--- WHAT TO PRODUCE ---
The expected output is exactly the lines below, starting at the line with "Actionable (provides suggestions)" and ending at the line with "String, reason: String", both included; no other line belongs in it.
Segment Start: GIVEN RECORDS
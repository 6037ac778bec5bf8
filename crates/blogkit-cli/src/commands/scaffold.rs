//! Implementation of the `blogkit scaffold` command.
//!
//! Responsibility: merge configured defaults with the scaffold flags, call
//! the core scaffold service and display results. No business logic lives
//! here.

use std::path::Path;

use tracing::{debug, info, instrument};

use blogkit_adapters::{InMemoryStore, LocalFilesystem, SimpleRenderer};
use blogkit_core::{
    application::ScaffoldService,
    domain::{FileOutcome, ScaffoldConfig, SourceDir, WriteStatus},
};

use crate::{
    cli::{OutputFormat, ScaffoldFlags},
    config::AppConfig,
    error::{CliError, CliResult},
    output::OutputManager,
};

/// Printed after a human-readable scaffold.
pub const NEXT_STEPS: [&str; 3] = [
    "- Ensure NEXT_PUBLIC_SUPABASE_URL and NEXT_PUBLIC_SUPABASE_ANON_KEY are set in your .env.local",
    "- Install peer deps if missing: next, react, react-dom, @supabase/supabase-js, @supabase/auth-helpers-nextjs",
    "- Add your Supabase schema and RLS (see README)",
];

/// Execute the `blogkit scaffold` command.
///
/// 1. Seed the configuration from `AppConfig`, then apply the flags
/// 2. Detect the source directory unless `--srcDir` was given
/// 3. Write the four artifacts, reporting each as it settles
/// 4. Print next-steps guidance (or the JSON report)
#[instrument(skip_all, fields(root = %project_root.display()))]
pub fn execute(
    flags: ScaffoldFlags,
    config: &AppConfig,
    output: &OutputManager,
    project_root: &Path,
) -> CliResult<()> {
    let store = Box::new(InMemoryStore::with_builtin()?);
    let renderer = Box::new(SimpleRenderer::new());
    let filesystem = Box::new(LocalFilesystem::new());
    let service = ScaffoldService::new(store, renderer, filesystem);

    let scaffold_config = resolve_config(flags, config, || service.detect_layout(project_root))?;
    debug!(
        source_dir = %scaffold_config.source_dir(),
        base_path = %scaffold_config.base_path(),
        admin_path = %scaffold_config.admin_path(),
        auth_path = %scaffold_config.auth_path(),
        force = scaffold_config.force(),
        "Scaffold configuration resolved"
    );

    let json = output.format() == OutputFormat::Json;
    let mut display_error = None;
    let report = service.scaffold_with(&scaffold_config, project_root, |outcome| {
        if json || display_error.is_some() {
            return;
        }
        if let Err(e) = report_file(output, project_root, outcome) {
            display_error = Some(e);
        }
    })?;
    if let Some(e) = display_error {
        return Err(e.into());
    }

    info!(
        written = report.written_count(),
        skipped = report.skipped_count(),
        "Scaffold finished"
    );

    if json {
        output.json(&report)?;
        return Ok(());
    }

    output.print("")?;
    output.header("Scaffold complete. Next steps:")?;
    for line in NEXT_STEPS {
        output.print(line)?;
    }
    Ok(())
}

/// Merge configured defaults, scaffold flags and layout detection.
///
/// Flags win over configuration; `detect` only runs when `--srcDir` is absent.
pub fn resolve_config(
    flags: ScaffoldFlags,
    config: &AppConfig,
    detect: impl FnOnce() -> SourceDir,
) -> CliResult<ScaffoldConfig> {
    let mut builder = config
        .scaffold_builder()
        .map_err(|e| CliError::ConfigError {
            message: format!("{e:#}"),
            source: Some(e.into()),
        })?;

    if let Some(dir) = flags.src_dir {
        builder = builder.source_dir(dir);
    }
    if let Some(path) = flags.base_path {
        builder = builder.base_path(path);
    }
    if let Some(path) = flags.admin_path {
        builder = builder.admin_path(path);
    }
    if let Some(path) = flags.auth_path {
        builder = builder.auth_path(path);
    }

    Ok(builder.force(flags.force).source_dir_or_else(detect).build())
}

fn report_file(
    output: &OutputManager,
    project_root: &Path,
    outcome: &FileOutcome,
) -> std::io::Result<()> {
    let shown = outcome
        .path
        .strip_prefix(project_root)
        .unwrap_or(&outcome.path)
        .display();

    match outcome.status {
        WriteStatus::Written => output.success(&format!("Wrote {shown}")),
        WriteStatus::Skipped => output.warning(&format!(
            "Skipping existing file: {shown} (use --force to overwrite)"
        )),
    }
}

#[cfg(test)]
mod tests {
    use blogkit_core::domain::RoutePath;

    use super::*;
    use crate::config::Defaults;

    fn route(raw: &str) -> RoutePath {
        RoutePath::parse(raw).unwrap()
    }

    #[test]
    fn flags_override_configured_defaults() {
        let config = AppConfig {
            defaults: Defaults {
                base_path: Some("news".into()),
                admin_path: Some("staff".into()),
                ..Defaults::default()
            },
            ..AppConfig::default()
        };
        let flags = ScaffoldFlags {
            admin_path: Some(route("dashboard")),
            ..ScaffoldFlags::default()
        };

        let resolved = resolve_config(flags, &config, || SourceDir::Src).unwrap();

        assert_eq!(resolved.base_path().as_str(), "news");
        assert_eq!(resolved.admin_path().as_str(), "dashboard");
        assert_eq!(resolved.auth_path().as_str(), "auth/signin");
    }

    #[test]
    fn explicit_src_dir_skips_detection() {
        let flags = ScaffoldFlags {
            src_dir: Some(SourceDir::Root),
            ..ScaffoldFlags::default()
        };
        let resolved = resolve_config(flags, &AppConfig::default(), || {
            panic!("detection must not run")
        })
        .unwrap();

        assert_eq!(resolved.source_dir(), SourceDir::Root);
    }

    #[test]
    fn detection_fills_in_source_dir() {
        let resolved =
            resolve_config(ScaffoldFlags::default(), &AppConfig::default(), || SourceDir::Root)
                .unwrap();
        assert_eq!(resolved.source_dir(), SourceDir::Root);
        assert!(!resolved.force());
    }

    #[test]
    fn bad_configured_route_is_a_config_error() {
        let config = AppConfig {
            defaults: Defaults {
                auth_path: Some("..".into()),
                ..Defaults::default()
            },
            ..AppConfig::default()
        };

        let err =
            resolve_config(ScaffoldFlags::default(), &config, || SourceDir::Src).unwrap_err();
        assert_eq!(err.exit_code(), 4);
    }

    #[test]
    fn guidance_mentions_supabase_setup() {
        let text = NEXT_STEPS.join("\n");
        assert!(text.contains("NEXT_PUBLIC_SUPABASE_URL"));
        assert!(text.contains("NEXT_PUBLIC_SUPABASE_ANON_KEY"));
        assert!(text.contains("@supabase/auth-helpers-nextjs"));
        assert!(text.contains("RLS"));
    }
}
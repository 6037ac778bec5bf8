//! Template renderer adapters.

mod simple;

pub use simple::SimpleRenderer;
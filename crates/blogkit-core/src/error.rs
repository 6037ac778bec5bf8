//! Unified error handling for blogkit Core.
//!
//! This module provides a unified error type that wraps domain and application
//! errors, with user-actionable suggestions.

use thiserror::Error;

use crate::application::ApplicationError;
use crate::domain::DomainError;

/// Root error type for blogkit Core operations.
#[derive(Debug, Error, Clone)]
pub enum BlogkitError {
    /// Errors from the domain layer (business logic violations).
    #[error("Domain error: {0}")]
    Domain(#[from] DomainError),

    /// Errors from the application layer (orchestration failures).
    #[error("Application error: {0}")]
    Application(#[from] ApplicationError),
}

impl BlogkitError {
    /// Get user-actionable suggestions for fixing this error.
    pub fn suggestions(&self) -> Vec<String> {
        match self {
            Self::Domain(e) => e.suggestions(),
            Self::Application(e) => e.suggestions(),
        }
    }

    /// Get error category for display/styling purposes.
    pub fn category(&self) -> ErrorCategory {
        match self {
            Self::Domain(e) => match e.category() {
                crate::domain::ErrorCategory::Validation => ErrorCategory::Validation,
                crate::domain::ErrorCategory::Internal => ErrorCategory::Internal,
            },
            Self::Application(e) => e.category(),
        }
    }
}

/// Error categories for UI display.
#[derive(Debug, Clone, Copy, PartialEq, Eq)]
pub enum ErrorCategory {
    Validation,
    NotFound,
    Internal,
}

/// Convenient result type alias.
pub type BlogkitResult<T> = Result<T, BlogkitError>;
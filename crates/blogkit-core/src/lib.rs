//! blogkit Core - Hexagonal Architecture Implementation
//!
//! This crate provides the domain and application layers for the blogkit
//! scaffolder, following hexagonal (ports and adapters) architecture.
//!
//! ## Architecture Overview
//!
//! ```text
//! ┌─────────────────────────────────────────┐
//! │          blogkit-cli (CLI)              │
//! │   flag parsing, dispatch, reporting     │
//! └──────────────────┬──────────────────────┘
//!                    │ calls
//!                    ▼
//! ┌─────────────────────────────────────────┐
//! │         Application Services            │
//! │   (ScaffoldService, LayoutDetector)     │
//! └──────────────────┬──────────────────────┘
//!                    │ uses
//!                    ▼
//! ┌─────────────────────────────────────────┐
//! │      Application Ports (Traits)         │
//! │   (Driven: Store, Filesystem, Render)   │
//! └──────────────────┬──────────────────────┘
//!                    │ implemented by
//!                    ▼
//! ┌─────────────────────────────────────────┐
//! │   blogkit-adapters (Infrastructure)     │
//! │ (InMemoryStore, LocalFilesystem, etc)   │
//! └─────────────────────────────────────────┘
//! ```
//!
//! ## Usage
//!
//! ```rust,ignore
//! use blogkit_core::{
//!     application::ScaffoldService,
//!     domain::{RoutePath, ScaffoldConfig},
//! };
//!
//! let service = ScaffoldService::new(store, renderer, filesystem);
//!
//! let config = ScaffoldConfig::builder()
//!     .base_path(RoutePath::parse("/posts/")?)
//!     .source_dir_or_else(|| service.detect_layout("./".as_ref()))
//!     .build();
//!
//! let report = service.scaffold(&config, "./")?;
//! ```

pub mod domain;

pub mod application;

pub mod error;

// Public API - what external crates should use
pub mod prelude {
    pub use crate::application::{
        LayoutDetector, ScaffoldService,
        ports::{Filesystem, TemplateRenderer, TemplateStore},
    };
    pub use crate::domain::{
        Artifact, FileOutcome, RenderContext, RoutePath, ScaffoldConfig, ScaffoldReport,
        SourceDir, Template, WriteStatus,
    };
    pub use crate::error::{BlogkitError, BlogkitResult};
}

// Version info
pub const VERSION: &str = env!("CARGO_PKG_VERSION");
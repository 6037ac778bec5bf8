//! Implementation of `blogkit help` (and of every invocation that resolves to it).

use crate::{cli::Cli, error::CliResult, output::OutputManager};

pub fn execute(output: &OutputManager) -> CliResult<()> {
    output.help(&Cli::help_text())?;
    Ok(())
}
//! Scaffold configuration.
//!
//! A [`ScaffoldConfig`] is built once per invocation and consumed by the
//! scaffold service. Every path-like field is a [`RoutePath`], so it is
//! already normalized by the time it reaches a template or a `join`.

use std::path::PathBuf;

use crate::domain::value_objects::{Artifact, RoutePath, SourceDir};

/// Package the generated files import the blog kit modules from.
pub const DEFAULT_PACKAGE: &str = "zemenay-blog-kit";
pub const DEFAULT_BASE_PATH: &str = "blog";
pub const DEFAULT_ADMIN_PATH: &str = "admin";
pub const DEFAULT_AUTH_PATH: &str = "auth/signin";

/// Directory holding the route tree, relative to the source root.
const APP_DIR: &str = "app";
/// Catch-all segment the blog route forwards to the blog module.
const SLUG_SEGMENT: &str = "[[...slug]]";

/// Fully resolved configuration for one scaffold run.
#[derive(Debug, Clone, PartialEq, Eq)]
pub struct ScaffoldConfig {
    source_dir: SourceDir,
    base_path: RoutePath,
    admin_path: RoutePath,
    auth_path: RoutePath,
    force: bool,
    package: String,
}

impl ScaffoldConfig {
    pub fn builder() -> ScaffoldConfigBuilder {
        ScaffoldConfigBuilder::default()
    }

    pub fn source_dir(&self) -> SourceDir {
        self.source_dir
    }

    pub fn base_path(&self) -> &RoutePath {
        &self.base_path
    }

    pub fn admin_path(&self) -> &RoutePath {
        &self.admin_path
    }

    pub fn auth_path(&self) -> &RoutePath {
        &self.auth_path
    }

    pub fn force(&self) -> bool {
        self.force
    }

    pub fn package(&self) -> &str {
        &self.package
    }

    /// Where `artifact` lands, relative to the project root.
    pub fn target_path(&self, artifact: Artifact) -> PathBuf {
        let root = self.source_dir.as_path();
        let app = root.join(APP_DIR);
        let dir = match artifact {
            Artifact::BlogPage => app.join(self.base_path.to_path()).join(SLUG_SEGMENT),
            Artifact::AdminPage => app.join(self.admin_path.to_path()),
            Artifact::SignInPage => app.join(self.auth_path.to_path()),
            Artifact::Middleware => root.to_path_buf(),
        };
        dir.join(artifact.file_name())
    }
}

impl Default for ScaffoldConfig {
    fn default() -> Self {
        Self::builder().build()
    }
}

/// Builder for [`ScaffoldConfig`].
///
/// Unset fields fall back to the built-in defaults. `source_dir` is left
/// optional so callers can tell "explicitly requested" apart from "detect it".
#[derive(Debug, Clone, Default)]
pub struct ScaffoldConfigBuilder {
    source_dir: Option<SourceDir>,
    base_path: Option<RoutePath>,
    admin_path: Option<RoutePath>,
    auth_path: Option<RoutePath>,
    force: bool,
    package: Option<String>,
}

impl ScaffoldConfigBuilder {
    pub fn source_dir(mut self, dir: SourceDir) -> Self {
        self.source_dir = Some(dir);
        self
    }

    /// Fill `source_dir` only if it has not been set explicitly.
    pub fn source_dir_or_else(mut self, detect: impl FnOnce() -> SourceDir) -> Self {
        if self.source_dir.is_none() {
            self.source_dir = Some(detect());
        }
        self
    }

    pub fn has_source_dir(&self) -> bool {
        self.source_dir.is_some()
    }

    pub fn base_path(mut self, path: RoutePath) -> Self {
        self.base_path = Some(path);
        self
    }

    pub fn admin_path(mut self, path: RoutePath) -> Self {
        self.admin_path = Some(path);
        self
    }

    pub fn auth_path(mut self, path: RoutePath) -> Self {
        self.auth_path = Some(path);
        self
    }

    pub fn force(mut self, force: bool) -> Self {
        self.force = force;
        self
    }

    pub fn package(mut self, package: impl Into<String>) -> Self {
        self.package = Some(package.into());
        self
    }

    pub fn build(self) -> ScaffoldConfig {
        ScaffoldConfig {
            source_dir: self.source_dir.unwrap_or_default(),
            base_path: self.base_path.unwrap_or_else(|| default_route(DEFAULT_BASE_PATH)),
            admin_path: self
                .admin_path
                .unwrap_or_else(|| default_route(DEFAULT_ADMIN_PATH)),
            auth_path: self.auth_path.unwrap_or_else(|| default_route(DEFAULT_AUTH_PATH)),
            force: self.force,
            package: self.package.unwrap_or_else(|| DEFAULT_PACKAGE.to_string()),
        }
    }
}

/// Built-in defaults are literals that always satisfy the `RoutePath` invariant.
fn default_route(raw: &'static str) -> RoutePath {
    RoutePath::parse(raw).unwrap_or_else(|e| unreachable!("built-in route '{raw}': {e}"))
}
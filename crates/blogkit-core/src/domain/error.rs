// ============================================================================
// domain/error.rs - DOMAIN ERRORS
// ============================================================================

use thiserror::Error;

/// Root domain error type.
///
/// All errors are:
/// - Cloneable
/// - Categorizable (for CLI display)
/// - Actionable (provides suggestions)
#[derive(Debug, Error, Clone, PartialEq, Eq)]
pub enum DomainError {
    // ========================================================================
    // Validation Errors
    // ========================================================================
    #[error("Invalid route path '{value}': {reason}")]
    InvalidRoutePath { value: String, reason: &'static str },

    #[error("Invalid source directory '{0}': expected 'src' or '.'")]
    InvalidSourceDir(String),

    #[error("Invalid template '{template}': {reason}")]
    InvalidTemplate { template: String, reason: String },

    // ========================================================================
    // Rendering Errors
    // ========================================================================
    #[error("Template '{template}' references unknown variable '{variable}'")]
    UnknownVariable { template: String, variable: String },
}

impl DomainError {
    /// Get user-actionable suggestions for fixing this error.
    pub fn suggestions(&self) -> Vec<String> {
        match self {
            Self::InvalidRoutePath { value, .. } => vec![
                format!("'{value}' cannot be used as a route"),
                "Use plain segments such as 'blog' or 'auth/signin'".into(),
            ],
            Self::InvalidSourceDir(_) => vec!["Pass --srcDir=src or --srcDir=.".into()],
            Self::InvalidTemplate { template, .. } | Self::UnknownVariable { template, .. } => {
                vec![
                    format!("Built-in template '{template}' is corrupted"),
                    "Please report this issue".into(),
                ]
            }
        }
    }

    /// Error category for CLI display styling.
    pub fn category(&self) -> ErrorCategory {
        match self {
            Self::InvalidRoutePath { .. } | Self::InvalidSourceDir(_) => ErrorCategory::Validation,
            Self::InvalidTemplate { .. } | Self::UnknownVariable { .. } => ErrorCategory::Internal,
        }
    }
}

#[derive(Debug, Clone, Copy, PartialEq, Eq)]
pub enum ErrorCategory {
    Validation,
    Internal,
}
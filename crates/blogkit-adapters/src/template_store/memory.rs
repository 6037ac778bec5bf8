//! In-memory template store with built-in templates.

use std::{
    collections::HashMap,
    sync::{Arc, RwLock, RwLockReadGuard},
};

use blogkit_core::{
    application::{ApplicationError, ports::TemplateStore},
    domain::{Artifact, DomainValidator as validator, Template},
    error::{BlogkitError, BlogkitResult},
};
use tracing::debug;

use crate::builtin_templates;

/// Thread-safe in-memory template store, one template per artifact.
#[derive(Clone)]
pub struct InMemoryStore {
    inner: Arc<RwLock<HashMap<Artifact, Template>>>,
}

impl InMemoryStore {
    /// Create a new empty store.
    pub fn new() -> Self {
        Self {
            inner: Arc::new(RwLock::new(HashMap::new())),
        }
    }

    /// Create a store with built-in templates loaded.
    pub fn with_builtin() -> BlogkitResult<Self> {
        let store = Self::new();
        store.load_builtin()?;
        Ok(store)
    }

    /// Load built-in templates, replacing any registered for the same artifact.
    pub fn load_builtin(&self) -> BlogkitResult<()> {
        let templates = builtin_templates::all_templates()?;

        for template in templates {
            self.insert(template)?;
        }

        debug!(count = self.len(), "built-in templates loaded");
        Ok(())
    }

    /// Register a template, replacing the previous one for its artifact.
    pub fn insert(&self, template: Template) -> BlogkitResult<()> {
        validator::validate_template(&template).map_err(BlogkitError::Domain)?;

        let mut inner = self.inner.write().map_err(|_| poisoned())?;
        inner.insert(template.artifact(), template);
        Ok(())
    }

    /// Get the number of templates.
    pub fn len(&self) -> usize {
        self.read().map(|inner| inner.len()).unwrap_or(0)
    }

    /// Check if store is empty.
    pub fn is_empty(&self) -> bool {
        self.len() == 0
    }

    /// Clear all templates.
    pub fn clear(&self) -> BlogkitResult<()> {
        let mut inner = self.inner.write().map_err(|_| poisoned())?;
        inner.clear();
        Ok(())
    }

    fn read(&self) -> BlogkitResult<RwLockReadGuard<'_, HashMap<Artifact, Template>>> {
        self.inner.read().map_err(|_| poisoned().into())
    }
}

impl Default for InMemoryStore {
    fn default() -> Self {
        Self::new()
    }
}

impl TemplateStore for InMemoryStore {
    fn get(&self, artifact: Artifact) -> BlogkitResult<Template> {
        self.read()?.get(&artifact).cloned().ok_or_else(|| {
            ApplicationError::TemplateNotFound {
                artifact: artifact.to_string(),
            }
            .into()
        })
    }

    /// Templates in write order.
    fn list(&self) -> BlogkitResult<Vec<Template>> {
        let inner = self.read()?;

        Ok(Artifact::ALL
            .iter()
            .filter_map(|artifact| inner.get(artifact).cloned())
            .collect())
    }
}

fn poisoned() -> ApplicationError {
    ApplicationError::LockPoisoned {
        name: "template store",
    }
}

#[cfg(test)]
mod tests {
    use super::*;

    #[test]
    fn builtin_store_covers_every_artifact() {
        let store = InMemoryStore::with_builtin().unwrap();
        assert_eq!(store.len(), 4);

        let listed: Vec<_> = store.list().unwrap().iter().map(Template::artifact).collect();
        assert_eq!(listed, Artifact::ALL.to_vec());
    }

    #[test]
    fn missing_artifact_is_not_found() {
        let store = InMemoryStore::new();
        assert!(store.is_empty());

        let err = store.get(Artifact::Middleware).unwrap_err();
        assert!(matches!(
            err,
            BlogkitError::Application(ApplicationError::TemplateNotFound { ref artifact })
                if artifact == "middleware"
        ));
    }

    #[test]
    fn insert_replaces_and_validates() {
        let store = InMemoryStore::with_builtin().unwrap();
        let custom = Template::parse(Artifact::AdminPage, "custom", "// '{{ADMIN_PATH}}'").unwrap();
        store.insert(custom).unwrap();

        assert_eq!(store.len(), 4);
        assert_eq!(store.get(Artifact::AdminPage).unwrap().description(), "custom");

        let bad = Template::parse(Artifact::AdminPage, "bad", "{{NOPE}}").unwrap();
        assert!(store.insert(bad).is_err());
        assert_eq!(store.get(Artifact::AdminPage).unwrap().description(), "custom");
    }

    #[test]
    fn clear_empties_the_store() {
        let store = InMemoryStore::with_builtin().unwrap();
        store.clear().unwrap();
        assert!(store.list().unwrap().is_empty());
    }
}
Segment End: GIVEN RECORDS
--- RESULT OF THE TASK ---
/// - Actionable (provides suggestions)
#[derive(Debug, Error, Clone, PartialEq, Eq)]
pub enum DomainError {
    // ========================================================================
    // Validation Errors
    // ========================================================================
    #[error("Invalid route path '{value}': {reason}")]
    InvalidRoutePath { value: String, reason: &'static str },

    #[error("Invalid source directory '{0}': expected 'src' or '.'")]
    InvalidSourceDir(String),

    #[error("Invalid template '{template}': {reason}")]
    InvalidTemplate { template: String, reason: String },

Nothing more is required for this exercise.